Eventually, an increase in irradiation temperature reducing the damage caused by nuclear shocks (Section 3.2.1), the changes in lattice parameters are not large enough to observe variations as a function of dpa such as those noticeable in Figure 8. Nevertheless, it has been shown that the defect annealing allows both the parameters to be less modified, and the critical dose (beyond which the unit volume decreases) to increase with increasing temperature [24].

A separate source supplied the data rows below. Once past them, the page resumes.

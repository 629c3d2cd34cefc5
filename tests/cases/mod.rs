// Table-driven value scenarios.
//
// A case names a value-building expression and any number of checks on the
// resulting value:
//
//     test_case! {
//         name: promoted_object,
//         input: { let mut v = Value::null(); v["a"] = Value::from(1); v },
//         kind: { DictKind::Object },
//         size: { 1 },
//     }
//
// Each check becomes its own `#[test]` inside a module named after the case.
// A check may carry attributes such as `#[should_panic]`.

// Helper macro to distinguish between patterns and expressions
#[macro_export]
macro_rules! assert_case {
    ($result:expr, { Ok($($pattern:tt)*) }) => {
        match $result {
            Ok($($pattern)*) => {},
            other => panic!("Expected Ok({}) but got {:#?}", stringify!($($pattern)*), other),
        }
    };

    ($result:expr, { Err($($pattern:tt)*) }) => {
        match $result {
            Err($($pattern)*) => {},
            other => panic!("Expected Err({}) but got {:#?}", stringify!($($pattern)*), other),
        }
    };

    // Wildcard pattern
    ($result:expr, { _ }) => {
        let _ = $result;
    };

    // Default case - treat as expression for equality comparison
    ($result:expr, { $expected:expr }) => {
        pretty_assertions::assert_eq!($result, $expected);
    };
}

// Helper macro to generate test functions based on field names
#[macro_export]
macro_rules! handle_case {
    ([$($attrs:meta)*] kind, $expected:tt) => {
        $(#[$attrs])*
        #[test]
        fn validate_kind() {
            assert_case!(input().kind(), $expected);
        }
    };

    ([$($attrs:meta)*] size, $expected:tt) => {
        $(#[$attrs])*
        #[test]
        fn validate_size() {
            assert_case!(input().size(), $expected);
        }
    };

    ([$($attrs:meta)*] keys, $expected:tt) => {
        $(#[$attrs])*
        #[test]
        fn validate_keys() {
            let keys: Vec<String> = input().keys().iter().map(|k| k.to_string()).collect();
            assert_case!(keys, $expected);
        }
    };

    ([$($attrs:meta)*] debug, $expected:tt) => {
        $(#[$attrs])*
        #[test]
        fn validate_debug() {
            assert_case!(format!("{:?}", input()).as_str(), $expected);
        }
    };

    ([$($attrs:meta)*] status, $expected:tt) => {
        $(#[$attrs])*
        #[test]
        fn validate_status() {
            assert_case!(status(), $expected);
        }
    };

    // Generic case for unknown field names
    ([$($attrs:meta)*] $field_name:ident, $expected:tt) => {
        compile_error!(concat!("Unknown test case field: ", stringify!($field_name)));
    };
}

// Helper macro to recursively parse assertion fields
#[macro_export]
macro_rules! parse_assertions {
    // Base case: no more fields to parse
    (@parse [$($test_functions:tt)*]) => {
        $($test_functions)*
    };

    (@parse [$($test_functions:tt)*] $(#[$attr:meta])* $field_name:ident: $field_value:tt, $($rest:tt)*) => {
        parse_assertions! {@parse [
            $($test_functions)*
            handle_case! {[$($attr)*] $field_name, $field_value}
        ] $($rest)*}
    };
}

// Main macro - name first, input second, optional outcome, then checks in any order
#[macro_export]
macro_rules! test_case {
    (
        name: $name:ident,
        input: $input:block,
        outcome: $outcome:expr,
        $($assertion_fields:tt)*
    ) => {
        mod $name {
            #![allow(unused_imports, dead_code)]

            use super::*;

            fn input() -> Value $input

            // Result of the operation under test, flattened to a status code.
            fn status() -> Status {
                let mut value = input();
                let outcome = $outcome;
                ToStatus::to_status(&outcome(&mut value))
            }

            parse_assertions! {@parse [] $($assertion_fields)*}
        }
    };

    (
        name: $name:ident,
        input: $input:block,
        $($assertion_fields:tt)*
    ) => {
        mod $name {
            #![allow(unused_imports, dead_code)]

            use super::*;

            fn input() -> Value $input

            parse_assertions! {@parse [] $($assertion_fields)*}
        }
    };
}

Figure 8. Change in the lattice parameters as a function of dpa for irradiations performed at room temperature; the fitting curve of the unit cell volume data was obtained from those of a and c parameters.
3.2.3. Change in Microstrain Yield
The previously observed Ti3SiC2 structural changes may induce microdistorsions in the
crystal network. To verify this, a study of X-ray diffraction line broadening by Williamson and Hall method has been performed [24, 78]. Thus, Figure 9 shows the evolution of the microstrain as a function of both 74 MeV Kr and 92 MeV Xe ion fluence [24], considering that the crystallite size of the ternary compound (a few microns before irradiation [79]) is not affected by irradiations, and therefore does not induce any line broadening. For this Figure,
the microstrain yields were evaluated from the broadening of the Ti3SiC2 (104) line alone, but
the results seems in agreement with others obtained considering many lines [78].
Figure 9. Variation of the microstrain yield as a function of the ion fluence for some medium energy irradiations.
In Figure 9, it can be observed an increase of the microstrain yield as a function of the fluence. This increase is smaller for 74 MeV Kr ion irradiations than for 92 MeV Xe ions, which induce more damage (Figure 1b). Moreover, since no microstrain could be measured for some samples irradiated with high energy ions (930 MeV Xe [80]), it can be conclude that the microstrains are induced by nuclear shocks. Finally, an increase of the irradiation temperature is still beneficial for the Ti3SiC2 damage: the higher the irradiation temperature,
the fewer the microdistorsions in the crystal network (Figure 9).